The Company’s estimated annual effective tax rate of zero for the interim periods presented differs from statutory tax rates primarily due to the expected utilization of NOL carryforwards or changes in the valuation allowance for deferred tax assets.
4. Litigation and Contingencies
Litigation expense of $9,602 and $24,916, respectively, included in other income (expense, consists of judgment interest incurred) on our previously recorded obligation due to Michael Racusin.
As of April 30, 2009 and 2008, respectively, the aggregate recorded provisions equal to the lower end of the estimated probable loss range for the following matters in litigation or other disputes, included in long-term debt, was $682,642 and $1,376,663, excluding future legal and related defense costs and judgment interest.
Racusin
The Company and Racusin entered into the Settlement Agreement on September 3, 2004. On or about March 11, 2005, the Company consummated its Plan of Reorganization and emerged from Bankruptcy. On or about July 27, 2005, the Bankruptcy Court approved an Interpleader Order, whereby pursuant to the Settlement Agreement, the Company agreed to place 250,000 shares of common stock with the clerk of the court as payment of the Racusin Claim while Racusin pursued its appeal of the Bankruptcy Appellate Panel’s decision in our favor to the 9th Circuit Court of Appeals. The Interpleader Order further stated that the Company’s stock would be substituted with cash payment in the event that the 9th Circuit reversed the Bankruptcy Appellate Panel which decision was subsequently reversed, leading to the November 2, 2007 hearing with the Bankruptcy Court. On November 2, 2007, the Bankruptcy Court heard an argument to determine whether the Company could withdraw its 250,000 shares of common stock and whether it could begin depositing funds pursuant to a schedule attached to the Company’s motion which calculated estimated post-judgment simple interest at 8% per annum, from March 11, 2005, without taking into consideration the Interpleader Order of July 27, 2005, which was still in effect. That is, by calculating post-judgment interest during the same time that our stock was held by the Court, we previously accrued interest over a period of time for which interest we believed should not be accrued pursuant to the Interpleader Order.

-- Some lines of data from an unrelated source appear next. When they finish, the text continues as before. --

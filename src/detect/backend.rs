use std::path::Path;

use anyhow::Result;

/// Axis-aligned box in original-image pixel coordinates.
#[derive(Clone, Copy, Debug, PartialEq)]
pub struct BoundingBox {
    pub x: f32,
    pub y: f32,
    pub w: f32,
    pub h: f32,
}

/// One detected object: a class id into the backend vocabulary, a confidence,
/// and a box. The batch pipeline only consumes the class id; confidence and
/// box feed the annotated artifact.
#[derive(Clone, Debug)]
pub struct Detection {
    pub class_id: usize,
    pub confidence: f32,
    pub bbox: BoundingBox,
}

/// Detector backend trait.
///
/// The detection model is an external collaborator; this trait is the whole
/// of its contract with the pipeline:
///
/// - `labels` is the model's label vocabulary, indexed by class id. The class
///   catalog is resolved against it once at startup.
/// - `detect_file` runs inference on one image file and, as a side artifact,
///   MUST write an annotated copy of the image into `scratch_dir` under the
///   original filename. The caller relocates that artifact afterwards; a
///   backend that produces no artifact fails the batch at the relocation
///   step.
pub trait DetectorBackend: Send {
    /// Backend identifier.
    fn name(&self) -> &'static str;

    /// Label vocabulary, indexed by class id.
    fn labels(&self) -> &[String];

    /// Run detection on one image file, writing the annotated artifact into
    /// `scratch_dir` under the original filename.
    fn detect_file(&mut self, image_path: &Path, scratch_dir: &Path) -> Result<Vec<Detection>>;
}
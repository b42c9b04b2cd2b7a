//! Format-priority audit for the filename timestamp parser.
//!
//! These tests pin two contracts: every documented format parses to the same
//! UTC epoch, and no two formats in the priority list can match the same
//! real-world filename with different results (the order would otherwise be
//! silently load-bearing).

use framesift::timestamp::{matching_formats, parse_timestamp};

// 2025-02-21 15:46:30 UTC
const EPOCH: f64 = 1740152790.0;

#[test]
fn every_documented_format_parses_to_the_same_epoch() {
    let names = [
        "2025-02-21_15_46_30.jpg",
        "20250221_154630.jpg",
        "2025-02-21 15:46:30.jpg",
        "20250221 154630.jpg",
        "2025-02-21_15-46-30.jpg",
        "20250221-154630.jpg",
        "2025-02-21T15:46:30.jpg",
        "20250221T154630.jpg",
        "20250221154630.jpg",
        "2025-02-21-154630.jpg",
    ];
    for name in names {
        assert_eq!(parse_timestamp(name).unwrap(), EPOCH, "{name}");
    }
}

#[test]
fn underscore_fallback_handles_camera_suffixes() {
    assert_eq!(parse_timestamp("2025-02-21_15_46_30_front.jpg").unwrap(), EPOCH);
    assert_eq!(parse_timestamp("2025-02-21_15_46_30_cam0.png").unwrap(), EPOCH);
}

#[test]
fn rejection_carries_the_filename_verbatim() {
    for name in ["not_a_timestamp.jpg", "IMG_0042.jpeg", "frame.png", ""] {
        let err = parse_timestamp(name).unwrap_err();
        assert_eq!(err.filename, name);
        if !name.is_empty() {
            assert!(err.to_string().contains(name), "{name}");
        }
    }
}

#[test]
fn parsing_twice_is_bitwise_identical() {
    for name in ["20250221154630.jpg", "2025-02-21T15:46:30.jpg"] {
        let first = parse_timestamp(name).unwrap();
        let second = parse_timestamp(name).unwrap();
        assert_eq!(first.to_bits(), second.to_bits());
    }
}

#[test]
fn no_two_formats_disagree_on_a_corpus_filename() {
    // Filenames in the shapes heterogeneous capture tools actually produce.
    let corpus = [
        "2025-02-21_15_46_30.jpg",
        "20250221_154630.jpg",
        "2025-02-21 15:46:30.jpg",
        "20250221 154630.jpg",
        "2025-02-21_15-46-30.jpg",
        "20250221-154630.jpg",
        "2025-02-21T15:46:30.jpg",
        "20250221T154630.jpg",
        "20250221154630.jpg",
        "2025-02-21-154630.jpg",
        "2024-12-31_23_59_59.png",
        "20240101000000.jpeg",
        "1999-01-02T03:04:05.jpg",
    ];
    for name in corpus {
        let matches = matching_formats(name);
        assert!(!matches.is_empty(), "{name} matched no format");
        let (_, first) = matches[0];
        for (format_name, value) in &matches {
            assert_eq!(
                *value, first,
                "{name}: format {format_name} disagrees with {}",
                matches[0].0
            );
        }
    }
}

#[test]
fn midnight_and_leap_day_edge_values() {
    // 2024-02-29 00:00:00 UTC
    assert_eq!(parse_timestamp("20240229_000000.jpg").unwrap(), 1709164800.0);
    // 1970-01-01 00:00:00 UTC
    assert_eq!(parse_timestamp("1970-01-01_00_00_00.jpg").unwrap(), 0.0);
}
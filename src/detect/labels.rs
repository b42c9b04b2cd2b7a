//! Label vocabulary for the bundled COCO-trained backends.

/// The 80 COCO class names, in model output order.
pub const COCO_LABELS: [&str; 80] = [
    "person",
    "bicycle",
    "car",
    "motorcycle",
    "airplane",
    "bus",
    "train",
    "truck",
    "boat",
    "traffic light",
    "fire hydrant",
    "stop sign",
    "parking meter",
    "bench",
    "bird",
    "cat",
    "dog",
    "horse",
    "sheep",
    "cow",
    "elephant",
    "bear",
    "zebra",
    "giraffe",
    "backpack",
    "umbrella",
    "handbag",
    "tie",
    "suitcase",
    "frisbee",
    "skis",
    "snowboard",
    "sports ball",
    "kite",
    "baseball bat",
    "baseball glove",
    "skateboard",
    "surfboard",
    "tennis racket",
    "bottle",
    "wine glass",
    "cup",
    "fork",
    "knife",
    "spoon",
    "bowl",
    "banana",
    "apple",
    "sandwich",
    "orange",
    "broccoli",
    "carrot",
    "hot dog",
    "pizza",
    "donut",
    "cake",
    "chair",
    "couch",
    "potted plant",
    "bed",
    "dining table",
    "toilet",
    "tv",
    "laptop",
    "mouse",
    "remote",
    "keyboard",
    "cell phone",
    "microwave",
    "oven",
    "toaster",
    "sink",
    "refrigerator",
    "book",
    "clock",
    "vase",
    "scissors",
    "teddy bear",
    "hair drier",
    "toothbrush",
];

/// Owned copy of the COCO vocabulary, indexed by class id.
pub fn coco_labels() -> Vec<String> {
    COCO_LABELS.iter().map(|label| label.to_string()).collect()
}
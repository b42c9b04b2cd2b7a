//! Class catalog and presence-vector encoding.
//!
//! The catalog is the fixed, ordered list of object classes the batch cares
//! about. Its order defines the column order of every presence vector and of
//! the final results table, so it is resolved once at startup and never
//! mutated afterwards.

use std::collections::HashSet;

use crate::error::ConfigError;

/// Ordered list of class names of interest, validated against a detector
/// vocabulary at construction.
#[derive(Clone, Debug)]
pub struct ClassCatalog {
    names: Vec<String>,
}

impl ClassCatalog {
    /// Resolve `names` against the detector's label vocabulary.
    ///
    /// Fails fast with `ConfigError` when the list is empty or any name is
    /// absent from the vocabulary; a typo here would otherwise surface as an
    /// all-zero column after a full batch run.
    pub fn resolve(names: &[String], vocabulary: &[String]) -> Result<Self, ConfigError> {
        if names.is_empty() {
            return Err(ConfigError::EmptyCatalog);
        }
        for name in names {
            if !vocabulary.iter().any(|label| label == name) {
                return Err(ConfigError::UnknownClass {
                    name: name.clone(),
                    vocabulary_size: vocabulary.len(),
                });
            }
        }
        Ok(Self {
            names: names.to_vec(),
        })
    }

    pub fn names(&self) -> &[String] {
        &self.names
    }

    pub fn len(&self) -> usize {
        self.names.len()
    }

    pub fn is_empty(&self) -> bool {
        self.names.is_empty()
    }

    /// True when `name` is a catalog entry.
    pub fn contains(&self, name: &str) -> bool {
        self.names.iter().any(|entry| entry == name)
    }

    /// Encode a detection result as a 0/1 vector in catalog order.
    ///
    /// Pure: `v[i] == 1` iff `names[i]` is in `detected`. Length always equals
    /// the catalog length.
    pub fn presence_vector(&self, detected: &HashSet<String>) -> Vec<u8> {
        self.names
            .iter()
            .map(|name| u8::from(detected.contains(name)))
            .collect()
    }
}
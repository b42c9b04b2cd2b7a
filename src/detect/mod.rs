//! Detector boundary: backend trait, bundled backends, and the per-frame
//! detection context.

mod backend;
mod backends;
mod detector;
mod labels;

pub use backend::{BoundingBox, Detection, DetectorBackend};
pub use backends::StubBackend;
#[cfg(feature = "backend-tract")]
pub use backends::TractBackend;
pub use detector::FrameDetector;
pub use labels::{coco_labels, COCO_LABELS};

use image::Rgb;
use imageproc::drawing::draw_hollow_rect_mut;
use imageproc::rect::Rect;

const BOX_COLOR: Rgb<u8> = Rgb([255, 64, 64]);

/// Overlay hollow boxes for each detection on an RGB frame.
///
/// Boxes are clamped to at least 1x1; `draw_hollow_rect_mut` clips anything
/// that runs past the frame edge.
pub(crate) fn draw_detections(canvas: &mut image::RgbImage, detections: &[Detection]) {
    for detection in detections {
        let rect = Rect::at(detection.bbox.x as i32, detection.bbox.y as i32).of_size(
            (detection.bbox.w as u32).max(1),
            (detection.bbox.h as u32).max(1),
        );
        draw_hollow_rect_mut(canvas, rect, BOX_COLOR);
    }
}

As previously reported, on March 17, 2008, the Company filed with the Bankruptcy Court what it believed was an appropriately corrected amortization schedule (“Corrected Amortization Schedule”) relating to the calculation of pre-judgment interest occuring under the settlement agreement. A hearing was held on May 8, 2009, regarding a Motion for Summary Judgment filed by Racusin related to the Company’s filing of the Corrected Amortization Schedule. At the hearing, the Court stated its intention to rule in favor of Racusin. It is expected that the Court will enter its order in approximately 30 to 60 days after the hearing date. The contemplated order would total approximately $1.7 million (all immediately due and payable), or approximately $1.0 million in excess of the recorded payable to Racusin; which consists of management’s best estimate of the minimum cost of the ultimate disposition of the matter, and of which $300,000 is classified as a current liability, in accordance with management’s interpretation of the settlement agreement and related proceedings. The Company is attempting to negotiate a settlement with Racusin and, based on legal arguments that management believes to have merit, is considering its procedural alternatives, which may include, but not be limited to, requesting a rehearing/reconsideration and, if unsuccessful, filing an appeal to the U.S. District Court of Nevada. In the event the Company is unable to negotiate a settlement under acceptable terms and is also unsuccessful as to its other alternatives, it would likely be unable to satisfy its obligations as they become due and may, therefore, be unable to continue as a going concern depending on the course of action pursued by Racusin in this matter, among other prospective developments.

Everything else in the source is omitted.